Please return, with no alterations, the lines below from the very first through the one that contains "and should not".

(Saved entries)
=======

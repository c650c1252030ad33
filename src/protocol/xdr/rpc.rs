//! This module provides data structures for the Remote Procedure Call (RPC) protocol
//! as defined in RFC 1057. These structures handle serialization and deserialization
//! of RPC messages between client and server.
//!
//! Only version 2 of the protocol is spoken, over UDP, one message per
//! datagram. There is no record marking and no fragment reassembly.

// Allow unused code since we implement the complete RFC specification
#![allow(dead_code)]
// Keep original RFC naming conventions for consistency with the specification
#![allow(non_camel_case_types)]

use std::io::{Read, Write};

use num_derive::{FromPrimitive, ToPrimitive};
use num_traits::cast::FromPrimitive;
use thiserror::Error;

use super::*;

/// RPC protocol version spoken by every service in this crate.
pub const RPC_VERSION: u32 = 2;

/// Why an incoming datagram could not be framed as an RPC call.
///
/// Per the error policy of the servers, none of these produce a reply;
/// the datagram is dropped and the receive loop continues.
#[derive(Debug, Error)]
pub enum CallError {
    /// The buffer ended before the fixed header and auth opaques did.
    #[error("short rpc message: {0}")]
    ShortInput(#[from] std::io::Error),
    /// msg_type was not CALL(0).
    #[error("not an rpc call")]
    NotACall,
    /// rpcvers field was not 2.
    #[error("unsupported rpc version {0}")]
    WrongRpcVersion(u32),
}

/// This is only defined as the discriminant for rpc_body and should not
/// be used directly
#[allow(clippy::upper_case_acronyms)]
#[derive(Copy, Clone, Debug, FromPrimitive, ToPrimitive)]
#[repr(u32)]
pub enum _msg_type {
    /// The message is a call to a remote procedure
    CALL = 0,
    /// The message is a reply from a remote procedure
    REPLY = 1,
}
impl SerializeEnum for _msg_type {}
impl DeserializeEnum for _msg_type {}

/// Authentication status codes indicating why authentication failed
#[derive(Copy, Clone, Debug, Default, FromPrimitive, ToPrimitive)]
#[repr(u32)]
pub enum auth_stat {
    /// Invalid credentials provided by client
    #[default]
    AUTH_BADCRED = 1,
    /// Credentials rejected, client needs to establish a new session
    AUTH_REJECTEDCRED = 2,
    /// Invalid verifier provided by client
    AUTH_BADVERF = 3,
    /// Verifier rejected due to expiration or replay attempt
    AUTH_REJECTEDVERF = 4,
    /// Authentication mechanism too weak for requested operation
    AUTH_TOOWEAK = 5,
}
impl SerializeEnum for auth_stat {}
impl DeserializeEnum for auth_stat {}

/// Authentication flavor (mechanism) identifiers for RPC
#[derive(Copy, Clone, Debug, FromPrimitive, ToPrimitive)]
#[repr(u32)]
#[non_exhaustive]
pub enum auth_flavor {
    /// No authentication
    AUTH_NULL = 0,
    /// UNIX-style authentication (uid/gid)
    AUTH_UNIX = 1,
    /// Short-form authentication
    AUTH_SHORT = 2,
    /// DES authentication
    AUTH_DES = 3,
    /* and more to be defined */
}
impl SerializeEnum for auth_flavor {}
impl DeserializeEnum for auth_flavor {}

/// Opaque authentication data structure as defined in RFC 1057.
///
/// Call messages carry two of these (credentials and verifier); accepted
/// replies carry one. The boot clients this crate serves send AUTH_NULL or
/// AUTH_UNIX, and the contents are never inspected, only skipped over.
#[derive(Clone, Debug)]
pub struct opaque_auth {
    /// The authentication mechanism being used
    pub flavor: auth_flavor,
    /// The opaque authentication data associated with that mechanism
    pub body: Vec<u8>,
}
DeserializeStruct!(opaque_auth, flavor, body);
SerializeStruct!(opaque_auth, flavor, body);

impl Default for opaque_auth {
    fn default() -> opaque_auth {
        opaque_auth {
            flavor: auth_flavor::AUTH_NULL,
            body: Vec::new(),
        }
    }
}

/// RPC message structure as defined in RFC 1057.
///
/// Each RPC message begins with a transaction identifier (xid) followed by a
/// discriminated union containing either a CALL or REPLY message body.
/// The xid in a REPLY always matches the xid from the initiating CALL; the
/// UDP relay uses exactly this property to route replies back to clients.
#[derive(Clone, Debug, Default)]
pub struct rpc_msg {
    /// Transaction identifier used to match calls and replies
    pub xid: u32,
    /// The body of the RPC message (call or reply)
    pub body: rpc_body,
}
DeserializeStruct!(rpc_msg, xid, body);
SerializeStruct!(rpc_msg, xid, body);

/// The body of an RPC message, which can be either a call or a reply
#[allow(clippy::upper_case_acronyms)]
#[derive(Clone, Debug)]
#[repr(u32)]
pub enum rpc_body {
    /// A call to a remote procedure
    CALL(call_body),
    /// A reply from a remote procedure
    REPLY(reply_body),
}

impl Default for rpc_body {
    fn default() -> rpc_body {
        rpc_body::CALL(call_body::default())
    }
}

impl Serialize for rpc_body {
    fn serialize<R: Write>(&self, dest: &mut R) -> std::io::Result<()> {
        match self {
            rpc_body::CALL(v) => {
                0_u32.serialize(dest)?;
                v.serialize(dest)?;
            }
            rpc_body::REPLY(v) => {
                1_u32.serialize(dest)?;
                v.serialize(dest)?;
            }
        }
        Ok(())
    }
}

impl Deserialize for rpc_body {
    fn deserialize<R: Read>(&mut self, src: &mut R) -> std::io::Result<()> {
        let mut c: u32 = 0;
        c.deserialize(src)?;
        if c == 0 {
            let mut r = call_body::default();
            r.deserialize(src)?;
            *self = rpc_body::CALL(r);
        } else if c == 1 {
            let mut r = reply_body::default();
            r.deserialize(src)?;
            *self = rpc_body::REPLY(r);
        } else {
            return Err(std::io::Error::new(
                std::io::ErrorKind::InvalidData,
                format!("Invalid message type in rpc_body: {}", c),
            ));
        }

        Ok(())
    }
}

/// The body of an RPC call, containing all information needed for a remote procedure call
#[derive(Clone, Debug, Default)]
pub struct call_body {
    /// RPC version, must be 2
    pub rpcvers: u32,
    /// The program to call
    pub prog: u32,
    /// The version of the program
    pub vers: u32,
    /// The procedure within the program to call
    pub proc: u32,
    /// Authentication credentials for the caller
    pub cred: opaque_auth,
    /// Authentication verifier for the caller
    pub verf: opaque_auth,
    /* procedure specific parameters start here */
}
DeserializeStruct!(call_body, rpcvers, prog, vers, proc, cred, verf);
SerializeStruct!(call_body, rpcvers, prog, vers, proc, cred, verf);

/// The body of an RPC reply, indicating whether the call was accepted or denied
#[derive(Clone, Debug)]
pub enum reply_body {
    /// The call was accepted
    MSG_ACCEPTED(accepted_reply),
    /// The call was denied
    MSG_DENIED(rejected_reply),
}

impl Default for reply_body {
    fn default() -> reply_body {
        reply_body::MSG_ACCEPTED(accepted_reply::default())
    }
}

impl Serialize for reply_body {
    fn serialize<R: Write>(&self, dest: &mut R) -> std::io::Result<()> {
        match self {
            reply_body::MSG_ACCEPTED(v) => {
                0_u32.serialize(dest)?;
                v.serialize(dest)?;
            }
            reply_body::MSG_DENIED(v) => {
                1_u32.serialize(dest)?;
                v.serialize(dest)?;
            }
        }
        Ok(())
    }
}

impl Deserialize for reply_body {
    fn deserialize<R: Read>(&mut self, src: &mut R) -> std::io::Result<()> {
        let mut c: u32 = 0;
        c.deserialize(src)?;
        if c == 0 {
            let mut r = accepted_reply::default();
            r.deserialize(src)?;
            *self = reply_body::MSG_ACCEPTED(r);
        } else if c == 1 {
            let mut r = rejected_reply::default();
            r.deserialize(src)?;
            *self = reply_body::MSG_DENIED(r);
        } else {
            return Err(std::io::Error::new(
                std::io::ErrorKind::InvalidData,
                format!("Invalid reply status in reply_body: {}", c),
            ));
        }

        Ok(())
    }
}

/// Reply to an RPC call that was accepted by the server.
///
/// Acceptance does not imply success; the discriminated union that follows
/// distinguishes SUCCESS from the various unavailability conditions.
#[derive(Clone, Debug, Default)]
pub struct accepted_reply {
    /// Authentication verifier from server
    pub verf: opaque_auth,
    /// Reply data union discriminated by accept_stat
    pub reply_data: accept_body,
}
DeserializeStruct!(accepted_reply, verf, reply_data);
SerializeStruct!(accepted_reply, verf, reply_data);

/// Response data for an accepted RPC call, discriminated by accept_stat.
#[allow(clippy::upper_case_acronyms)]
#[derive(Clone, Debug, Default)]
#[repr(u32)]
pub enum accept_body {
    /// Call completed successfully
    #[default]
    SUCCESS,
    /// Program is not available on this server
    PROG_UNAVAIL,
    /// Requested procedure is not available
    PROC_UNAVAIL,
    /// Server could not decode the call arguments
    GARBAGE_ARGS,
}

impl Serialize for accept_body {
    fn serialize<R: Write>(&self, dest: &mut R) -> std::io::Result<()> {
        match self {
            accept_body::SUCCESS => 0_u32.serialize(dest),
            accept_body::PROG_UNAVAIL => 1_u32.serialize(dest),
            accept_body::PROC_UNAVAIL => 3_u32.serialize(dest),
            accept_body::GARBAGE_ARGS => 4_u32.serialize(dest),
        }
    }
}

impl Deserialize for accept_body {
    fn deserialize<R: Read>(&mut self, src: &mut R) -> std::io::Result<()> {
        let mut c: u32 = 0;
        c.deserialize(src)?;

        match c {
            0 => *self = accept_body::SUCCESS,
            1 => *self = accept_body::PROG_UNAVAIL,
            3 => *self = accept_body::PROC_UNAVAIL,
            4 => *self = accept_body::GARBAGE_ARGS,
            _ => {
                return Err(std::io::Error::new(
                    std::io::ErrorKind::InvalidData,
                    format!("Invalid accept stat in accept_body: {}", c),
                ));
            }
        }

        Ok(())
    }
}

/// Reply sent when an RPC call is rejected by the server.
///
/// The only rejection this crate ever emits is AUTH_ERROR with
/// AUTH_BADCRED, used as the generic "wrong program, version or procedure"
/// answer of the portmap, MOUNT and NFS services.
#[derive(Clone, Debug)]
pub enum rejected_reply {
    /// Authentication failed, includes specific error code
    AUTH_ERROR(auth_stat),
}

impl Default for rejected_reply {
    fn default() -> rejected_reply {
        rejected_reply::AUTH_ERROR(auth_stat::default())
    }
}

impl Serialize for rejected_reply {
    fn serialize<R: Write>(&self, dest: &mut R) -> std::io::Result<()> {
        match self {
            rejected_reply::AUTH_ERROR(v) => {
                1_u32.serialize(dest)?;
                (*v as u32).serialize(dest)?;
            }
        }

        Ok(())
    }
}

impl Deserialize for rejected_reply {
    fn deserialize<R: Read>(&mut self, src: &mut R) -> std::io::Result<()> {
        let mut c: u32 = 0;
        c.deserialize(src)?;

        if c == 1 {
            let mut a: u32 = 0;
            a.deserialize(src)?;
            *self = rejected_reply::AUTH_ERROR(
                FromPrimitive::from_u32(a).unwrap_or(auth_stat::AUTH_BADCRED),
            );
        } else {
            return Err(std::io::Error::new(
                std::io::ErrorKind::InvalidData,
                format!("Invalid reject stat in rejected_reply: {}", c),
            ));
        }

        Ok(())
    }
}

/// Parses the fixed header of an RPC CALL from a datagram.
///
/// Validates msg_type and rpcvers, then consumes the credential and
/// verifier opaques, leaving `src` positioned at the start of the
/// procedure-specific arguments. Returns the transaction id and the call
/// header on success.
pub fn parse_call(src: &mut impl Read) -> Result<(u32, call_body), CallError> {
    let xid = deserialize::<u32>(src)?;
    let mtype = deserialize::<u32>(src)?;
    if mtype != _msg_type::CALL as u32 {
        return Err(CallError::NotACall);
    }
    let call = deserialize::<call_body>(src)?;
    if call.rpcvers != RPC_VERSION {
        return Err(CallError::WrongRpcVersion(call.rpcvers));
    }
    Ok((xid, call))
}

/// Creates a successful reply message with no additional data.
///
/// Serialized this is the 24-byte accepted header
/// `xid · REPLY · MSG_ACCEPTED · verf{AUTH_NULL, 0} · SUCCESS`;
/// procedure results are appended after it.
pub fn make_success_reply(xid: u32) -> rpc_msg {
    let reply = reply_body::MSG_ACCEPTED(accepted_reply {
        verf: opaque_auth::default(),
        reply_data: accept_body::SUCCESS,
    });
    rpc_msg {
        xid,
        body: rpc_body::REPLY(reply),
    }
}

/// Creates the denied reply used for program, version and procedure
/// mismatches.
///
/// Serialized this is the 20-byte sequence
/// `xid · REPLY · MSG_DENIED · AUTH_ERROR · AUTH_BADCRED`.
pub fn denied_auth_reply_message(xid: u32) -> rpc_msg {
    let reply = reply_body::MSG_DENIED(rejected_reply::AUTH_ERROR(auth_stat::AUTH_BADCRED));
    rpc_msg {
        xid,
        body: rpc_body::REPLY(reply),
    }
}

=======

Exercise result:
repository c650c1252030ad33
filename src/protocol/xdr/rpc.rs
//! This module provides data structures for the Remote Procedure Call (RPC) protocol
//! as defined in RFC 1057. These structures handle serialization and deserialization
//! of RPC messages between client and server.
//!
//! Only version 2 of the protocol is spoken, over UDP, one message per
//! datagram. There is no record marking and no fragment reassembly.

// Allow unused code since we implement the complete RFC specification
#![allow(dead_code)]
// Keep original RFC naming conventions for consistency with the specification
#![allow(non_camel_case_types)]

use std::io::{Read, Write};

use num_derive::{FromPrimitive, ToPrimitive};
use num_traits::cast::FromPrimitive;
use thiserror::Error;

use super::*;

/// RPC protocol version spoken by every service in this crate.
pub const RPC_VERSION: u32 = 2;

/// Why an incoming datagram could not be framed as an RPC call.
///
/// Per the error policy of the servers, none of these produce a reply;
/// the datagram is dropped and the receive loop continues.
#[derive(Debug, Error)]
pub enum CallError {
    /// The buffer ended before the fixed header and auth opaques did.
    #[error("short rpc message: {0}")]
    ShortInput(#[from] std::io::Error),
    /// msg_type was not CALL(0).
    #[error("not an rpc call")]
    NotACall,
    /// rpcvers field was not 2.
    #[error("unsupported rpc version {0}")]
    WrongRpcVersion(u32),
}

/// This is only defined as the discriminant for rpc_body and should not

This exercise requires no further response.